Nick Mohtadi
- Full name: Nicholas Mohtadi
- Country (sports): Canada
- Born: Birmingham, England, UK

Singles
- Career record: 0–1
- Highest ranking: No. 576 (Jan 3, 1983)

Grand Slam singles results
- Wimbledon: Q1 (1982)

Doubles
- Career record: 0–1
- Highest ranking: No. 610 (Jan 3, 1983)

Grand Slam doubles results
- Wimbledon: 1R (1982)

Medal record
Universiade
| Bronze medal – third place | 1979 Mexico City | Mixed doubles |

= Nick Mohtadi =

Canadian orthopaedic surgeon and tennis player

Nicholas Mohtadi is a Canadian orthopaedic surgeon and former professional tennis player.
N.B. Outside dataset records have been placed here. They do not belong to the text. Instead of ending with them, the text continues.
//! Expand free-text keywords with their nearest concept in embedding space.

use std::sync::Arc;

use crate::error::Result;
use crate::query::Query;
use crate::resources::ConceptEmbeddings;
use crate::transform::{TransformationKind, Transformer, rewrite_keywords};

/// For every free-text keyword whose text maps to a concept, one variation
/// replacing the keyword with `keyword OR neighbour`, where `neighbour` is the
/// preferred term of the nearest concept, searched in the same fields.
#[derive(Debug, Clone)]
pub struct ConceptExpansionTransformer {
    concepts: Arc<ConceptEmbeddings>,
}

impl ConceptExpansionTransformer {
    pub fn new(concepts: Arc<ConceptEmbeddings>) -> Self {
        ConceptExpansionTransformer { concepts }
    }
}

impl Transformer for ConceptExpansionTransformer {
    fn kind(&self) -> TransformationKind {
        TransformationKind::ConceptExpansion
    }

    fn apply(&self, query: &Query) -> Result<Vec<Query>> {
        if self.concepts.is_empty() {
            return Ok(Vec::new());
        }
        Ok(rewrite_keywords(query, |keyword| {
            if keyword.is_mesh() || keyword.truncated() {
                return Vec::new();
            }
            let Some(term) = self.concepts.expand_term(keyword.text()) else {
                return Vec::new();
            };
            if term.eq_ignore_ascii_case(keyword.text()) {
                return Vec::new();
            }
            let expansion = keyword.clone().with_text(term);
            Query::or(vec![keyword.clone().into(), expansion.into()])
                .into_iter()
                .collect()
        }))
    }
}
Mohtadi was born in England and is of Iranian descent. His father, Matthew Farhang Mohtadi, was an Iranian-Canadian academic and Olympic basketball player. The family settled in Calgary, Alberta in 1967.

A national junior champion, Mohtadi went to Oklahoma City University on a tennis scholarship and finished his education back in Canada at the University of Calgary, graduating in 1981 with a Doctor of Medicine.

Mohtadi competed briefly in professional tennis and qualified for the men's doubles main draw at Wimbledon in 1982.